List three different ways to calculate the standard free energy change, \(\Delta G^{\circ},\) for a reaction at \(25^{\circ} \mathrm{C} .\) How is \(\Delta G^{\circ}\) estimated at temperatures other than \(25^{\circ} \mathrm{C} ?\) What assumptions are made?

Given the following data: $$2 \mathrm{C}_{6} \mathrm{H}_{6}(l)+15 \mathrm{O}_{2}(g) \longrightarrow 12 \mathrm{CO}_{2}(g)+6 \mathrm{H}_{2} \mathrm{O}(l)$$ $$\Delta G^{\circ}=-6399 \mathrm{kJ}$$ $$\mathrm{C}(s)+\mathrm{O}_{2}(g) \longrightarrow \mathrm{CO}_{2}(g) \quad \Delta G^{\circ}=-394 \mathrm{kJ}$$ $$\mathrm{H}_{2}(g)+\frac{1}{2} \mathrm{O}_{2}(g) \longrightarrow \mathrm{H}_{2} \mathrm{O}(l) \quad \Delta G^{\circ}=-237 \mathrm{kJ}$$ calculate \(\Delta G^{\circ}\) for the reaction $$6 \mathrm{C}(s)+3 \mathrm{H}_{2}(g) \longrightarrow \mathrm{C}_{6} \mathrm{H}_{6}(l)$$

The third law of thermodynamics states that the entropy of a perfect crystal at \(0 \mathrm{K}\) is zero. In Appendix \(4, \mathrm{F}^{-}(a q), \mathrm{OH}^{-}(a q)\) and \(\mathrm{S}^{2-}(a q)\) all have negative standard entropy values.
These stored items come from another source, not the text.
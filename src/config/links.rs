//! The fixed link table.
use std::path::{Path, PathBuf};

/// A link to create: `home/destination` → `root/source`.
#[derive(Debug, Clone, Copy, PartialEq, Eq)]
pub struct LinkSpec {
    /// Path relative to the repository root.
    pub source: &'static str,
    /// Path relative to the home directory.
    pub destination: &'static str,
}

impl LinkSpec {
    /// Absolute path of the link's source inside the repository.
    #[must_use]
    pub fn source_path(&self, root: &Path) -> PathBuf {
        root.join(self.source)
    }

    /// Absolute path where the link is created.
    #[must_use]
    pub fn destination_path(&self, home: &Path) -> PathBuf {
        home.join(self.destination)
    }
}

/// Every link the installer manages, in creation order.
pub const LINKS: &[LinkSpec] = &[
    LinkSpec {
        source: "ghostty",
        destination: ".config/ghostty",
    },
    LinkSpec {
        source: "tmux/tmux.conf",
        destination: ".tmux.conf",
    },
    LinkSpec {
        source: "fish",
        destination: ".config/fish",
    },
    LinkSpec {
        source: "starship",
        destination: ".config/starship",
    },
    LinkSpec {
        source: "nvim",
        destination: ".config/nvim",
    },
];
//! Console rendering: coloured severity tags, `==>` stage headers, indented
//! detail lines.
use tracing_subscriber::fmt::format::Writer;
use tracing_subscriber::fmt::{FmtContext, FormatEvent, FormatFields};
use tracing_subscriber::registry::LookupSpan;

use super::{LineKind, event_message};

const RESET: &str = "\x1b[0m";
const BOLD: &str = "\x1b[1m";
const DIM: &str = "\x1b[2m";
const RED: &str = "\x1b[31m";
const YELLOW: &str = "\x1b[33m";
const BLUE: &str = "\x1b[1;34m";

/// Event formatter for the terminal.
pub(super) struct ConsoleFormat;

impl<S, N> FormatEvent<S, N> for ConsoleFormat
where
    S: tracing::Subscriber + for<'a> LookupSpan<'a>,
    N: for<'a> FormatFields<'a> + 'static,
{
    fn format_event(
        &self,
        _ctx: &FmtContext<'_, S, N>,
        mut writer: Writer<'_>,
        event: &tracing::Event<'_>,
    ) -> std::fmt::Result {
        let msg = event_message(event);
        writeln!(writer, "{}", render(LineKind::of(event.metadata()), &msg))
    }
}

fn render(kind: LineKind, msg: &str) -> String {
    match kind {
        LineKind::Error => format!("{RED}ERROR{RESET} {msg}"),
        LineKind::Warn => format!("{YELLOW}WARN{RESET}  {msg}"),
        LineKind::Stage => format!("{BLUE}==>{RESET} {BOLD}{msg}{RESET}"),
        LineKind::DryRun => format!("  {YELLOW}[DRY RUN]{RESET} {msg}"),
        LineKind::Info => format!("  {msg}"),
        LineKind::Debug => format!("  {DIM}{msg}{RESET}"),
    }
}
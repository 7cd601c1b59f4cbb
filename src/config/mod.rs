//! Resolved configuration for one run: repository, home and the link table.
pub mod links;
pub mod packages;

use anyhow::{Result, bail};
use std::path::{Path, PathBuf};

use links::{LINKS, LinkSpec};
use packages::PackageManifest;

/// Config root relative to the home directory.
pub const CONFIG_DIR: &str = ".config";

/// All configuration needed by the tasks.
#[derive(Debug, Clone)]
pub struct Config {
    /// Absolute repository root.
    pub root: PathBuf,
    /// Home directory links are created under.
    pub home: PathBuf,
    /// Links to manage, in order.
    pub links: Vec<LinkSpec>,
    /// Package manifest bundled with the repository.
    pub manifest: PackageManifest,
}

impl Config {
    /// Build the configuration for the repository at `root` and the given home.
    ///
    /// The root is canonicalised when it exists so that link targets are
    /// absolute; a missing root is kept as-is and surfaces later as missing
    /// sources.
    #[must_use]
    pub fn new(root: &Path, home: &Path) -> Self {
        let root = dunce::canonicalize(root)
            .or_else(|_| std::path::absolute(root))
            .unwrap_or_else(|_| root.to_path_buf());
        Self {
            manifest: PackageManifest::in_repo(&root),
            links: LINKS.to_vec(),
            home: home.to_path_buf(),
            root,
        }
    }

    /// Directory that must exist before any link is created.
    #[must_use]
    pub fn config_root(&self) -> PathBuf {
        self.home.join(CONFIG_DIR)
    }

    /// `(source, destination)` absolute path pairs for every link.
    #[must_use]
    pub fn link_paths(&self) -> Vec<(PathBuf, PathBuf)> {
        self.links
            .iter()
            .map(|l| (l.source_path(&self.root), l.destination_path(&self.home)))
            .collect()
    }
}

/// Whether `dir` looks like the dotfiles repository.
#[must_use]
pub fn is_repo_root(dir: &Path) -> bool {
    LINKS.iter().any(|l| l.source_path(dir).exists())
}

/// Resolve the dotfiles root from CLI arguments or auto-detection.
///
/// Order: explicit `--root`, `DOTFILES_ROOT`, the repository containing the
/// running binary, then the current directory.
///
/// # Errors
///
/// Returns an error if no candidate looks like the repository.
pub fn resolve_root(explicit: Option<&Path>) -> Result<PathBuf> {
    find_root(
        explicit,
        std::env::var_os("DOTFILES_ROOT").map(PathBuf::from),
        std::env::current_exe().ok(),
        std::env::current_dir().ok(),
    )
}

fn find_root(
    explicit: Option<&Path>,
    env_root: Option<PathBuf>,
    exe: Option<PathBuf>,
    cwd: Option<PathBuf>,
) -> Result<PathBuf> {
    if let Some(root) = explicit {
        return Ok(root.to_path_buf());
    }
    if let Some(root) = env_root {
        return Ok(root);
    }

    if let Some(exe) = exe
        && let Some(parent) = exe.parent()
    {
        let candidates = [
            parent.join("../.."), // target/release/ → repo root
            parent.join(".."),    // bin/ → repo root
        ];
        for candidate in &candidates {
            if is_repo_root(candidate) {
                return Ok(dunce::canonicalize(candidate)?);
            }
        }
    }

    if let Some(cwd) = cwd
        && is_repo_root(&cwd)
    {
        return Ok(cwd);
    }

    bail!("cannot determine dotfiles root. Use --root or set DOTFILES_ROOT env var");
}

/// Resolve the home directory from `--home` or `$HOME`.
///
/// # Errors
///
/// Returns an error if neither is available.
pub fn resolve_home(explicit: Option<&Path>) -> Result<PathBuf> {
    if let Some(home) = explicit {
        return Ok(home.to_path_buf());
    }
    std::env::var_os("HOME")
        .filter(|h| !h.is_empty())
        .map(PathBuf::from)
        .ok_or_else(|| anyhow::anyhow!("HOME environment variable is not set"))
}
//! `dotfiles` binary entry point.
use std::sync::Arc;

use anyhow::Result;
use clap::Parser;

use dotfiles_installer::{cli, commands, config, logging};

fn main() -> Result<()> {
    let _ = enable_ansi_support::enable_ansi_support();
    let mut args = cli::Cli::parse();

    if matches!(args.command, cli::Command::Version) {
        commands::version::run();
        return Ok(());
    }

    // Resolve home once so the log and the links agree on it.
    let home = config::resolve_home(args.global.home.as_deref())?;
    let name = args.command.name();
    let log_file = logging::log_file_path(name, &home);
    let has_file = logging::init_subscriber(args.verbose, &log_file);
    let log = Arc::new(logging::Logger::new(has_file.then_some(log_file)));
    args.global.home = Some(home);

    match &args.command {
        cli::Command::Install(opts) => commands::install::run(&args.global, opts, &log),
        cli::Command::Uninstall => commands::uninstall::run(&args.global, &log),
        cli::Command::Verify => commands::verify::run(&args.global, &log),
        cli::Command::Version => Ok(()),
    }
}
use rust_decimal::Decimal;

/// Custom actions for Product entities.
///
/// These actions represent domain-specific operations that can be performed
/// on a product beyond standard CRUD operations.
#[derive(Debug, Clone)]
pub enum ProductAction {
    /// Checks the current stock level without modifying it.
    CheckStock,
    /// Takes the given quantity out of stock.
    ///
    /// # Errors
    /// Fails with `InsufficientStock` if the request exceeds available stock,
    /// leaving the stock untouched.
    ReserveStock(u32),
    /// Returns the given quantity to stock.
    ReleaseStock(u32),
}

/// Results from ProductActions - variants match 1:1 with ProductAction
#[derive(Debug, Clone, PartialEq)]
pub enum ProductActionResult {
    /// Current stock level
    StockLevel(u32),
    /// Stock was taken; carries the price at the moment of reservation
    Reserved { unit_price: Decimal, remaining: u32 },
    /// Stock was returned; carries the new level
    Released(u32),
}
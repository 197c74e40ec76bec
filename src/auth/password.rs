use argon2::password_hash::rand_core::OsRng;
use argon2::password_hash::{PasswordHash, PasswordHasher as _, PasswordVerifier, SaltString};
use argon2::Argon2;
use tracing::warn;

use super::AuthError;

/// One-way password hashing.
pub trait PasswordHasher: Send + Sync {
    fn hash(&self, password: &str) -> Result<String, AuthError>;

    /// `false` for a wrong password and for a hash that cannot be parsed.
    fn verify(&self, password: &str, hash: &str) -> bool;
}

/// Argon2id with the crate defaults and a random salt per hash.
#[derive(Debug, Clone, Copy, Default)]
pub struct Argon2Hasher;

impl PasswordHasher for Argon2Hasher {
    fn hash(&self, password: &str) -> Result<String, AuthError> {
        let salt = SaltString::generate(&mut OsRng);

        Argon2::default()
            .hash_password(password.as_bytes(), &salt)
            .map(|hash| hash.to_string())
            .map_err(|e| AuthError::PasswordHash(e.to_string()))
    }

    fn verify(&self, password: &str, hash: &str) -> bool {
        match PasswordHash::new(hash) {
            Ok(parsed) => Argon2::default()
                .verify_password(password.as_bytes(), &parsed)
                .is_ok(),
            Err(e) => {
                warn!(error = %e, "Stored password hash is malformed");
                false
            }
        }
    }
}
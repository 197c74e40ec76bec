use rust_decimal::Decimal;

use crate::product_actor::ProductError;

pub type ProductId = String;

/// Represents a product in the catalog.
#[derive(Debug, Clone, PartialEq)]
pub struct Product {
    pub id: ProductId,
    pub name: String,
    pub description: String,
    pub sku: String,
    pub price: Decimal,
    pub stock_quantity: u32,
}

/// Payload for creating a new product.
///
/// Stock is taken as a signed number so that negative input can be rejected
/// instead of silently wrapping.
#[derive(Debug, Clone)]
pub struct ProductCreate {
    pub name: String,
    pub description: String,
    pub sku: String,
    pub price: Decimal,
    pub stock_quantity: i64,
}

/// Payload for updating an existing product. `None` leaves a field untouched.
#[derive(Debug, Clone, Default)]
pub struct ProductPatch {
    pub name: Option<String>,
    pub description: Option<String>,
    pub sku: Option<String>,
    pub price: Option<Decimal>,
    pub stock_quantity: Option<i64>,
}

pub fn validate_price(price: Decimal) -> Result<Decimal, ProductError> {
    if price < Decimal::ZERO {
        return Err(ProductError::NegativePrice(price));
    }
    Ok(price)
}

pub fn validate_stock(stock: i64) -> Result<u32, ProductError> {
    if stock < 0 {
        return Err(ProductError::NegativeStock(stock));
    }
    u32::try_from(stock).map_err(|_| ProductError::StockOverflow)
}

impl ProductCreate {
    pub fn new(
        name: impl Into<String>,
        sku: impl Into<String>,
        price: Decimal,
        stock_quantity: i64,
    ) -> Self {
        Self {
            name: name.into(),
            description: String::new(),
            sku: sku.into(),
            price,
            stock_quantity,
        }
    }

    pub fn with_description(mut self, description: impl Into<String>) -> Self {
        self.description = description.into();
        self
    }

    pub fn validate(&self) -> Result<(), ProductError> {
        validate_price(self.price)?;
        validate_stock(self.stock_quantity)?;
        Ok(())
    }
}

impl ProductPatch {
    pub fn validate(&self) -> Result<(), ProductError> {
        if let Some(price) = self.price {
            validate_price(price)?;
        }
        if let Some(stock) = self.stock_quantity {
            validate_stock(stock)?;
        }
        Ok(())
    }
}

impl Product {
    pub fn new(id: impl Into<ProductId>, payload: ProductCreate) -> Result<Self, ProductError> {
        Ok(Self {
            id: id.into(),
            price: validate_price(payload.price)?,
            stock_quantity: validate_stock(payload.stock_quantity)?,
            name: payload.name,
            description: payload.description,
            sku: payload.sku,
        })
    }

    /// Applies a patch. Nothing is changed unless every supplied field is valid.
    pub fn apply(&mut self, patch: ProductPatch) -> Result<(), ProductError> {
        let price = patch.price.map(validate_price).transpose()?;
        let stock = patch.stock_quantity.map(validate_stock).transpose()?;

        if let Some(name) = patch.name {
            self.name = name;
        }
        if let Some(description) = patch.description {
            self.description = description;
        }
        if let Some(sku) = patch.sku {
            self.sku = sku;
        }
        if let Some(price) = price {
            self.price = price;
        }
        if let Some(stock) = stock {
            self.stock_quantity = stock;
        }
        Ok(())
    }

    /// Takes `quantity` units out of stock, returning what is left.
    pub fn reserve(&mut self, quantity: u32) -> Result<u32, ProductError> {
        if quantity == 0 {
            return Err(ProductError::InvalidQuantity(0));
        }
        if quantity > self.stock_quantity {
            return Err(ProductError::InsufficientStock {
                product_id: self.id.clone(),
                requested: quantity,
                available: self.stock_quantity,
            });
        }
        self.stock_quantity -= quantity;
        Ok(self.stock_quantity)
    }

    /// Puts `quantity` units back into stock, returning the new level.
    pub fn release(&mut self, quantity: u32) -> Result<u32, ProductError> {
        if quantity == 0 {
            return Err(ProductError::InvalidQuantity(0));
        }
        self.stock_quantity = self
            .stock_quantity
            .checked_add(quantity)
            .ok_or(ProductError::StockOverflow)?;
        Ok(self.stock_quantity)
    }
}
How can \(S^{\circ}\) values be less than zero?

For each of the following pairs of substances, which substance has the greater value of \(S^{\circ} ?\) a. \(\mathrm{C}_{\text {graphite }}(s)\) or \(\mathrm{C}_{\text {diamond }}(s)\) b. \(\mathrm{C}_{2} \mathrm{H}_{5} \mathrm{OH}(l)\) or \(\mathrm{C}_{2} \mathrm{H}_{5} \mathrm{OH}(g)\) c. \(\mathrm{CO}_{2}(s)\) or \(\mathrm{CO}_{2}(g)\)

Hydrogen sulfide can be removed from natural gas by the reaction $$2 \mathrm{H}_{2} \mathrm{S}(g)+\mathrm{SO}_{2}(g) \rightleftharpoons 3 \mathrm{S}(s)+2 \mathrm{H}_{2} \mathrm{O}(g)$$ Calculate \(\Delta G^{\circ}\) and \(K\) (at 298 K) for this reaction. Would this reaction be favored at a high or low temperature?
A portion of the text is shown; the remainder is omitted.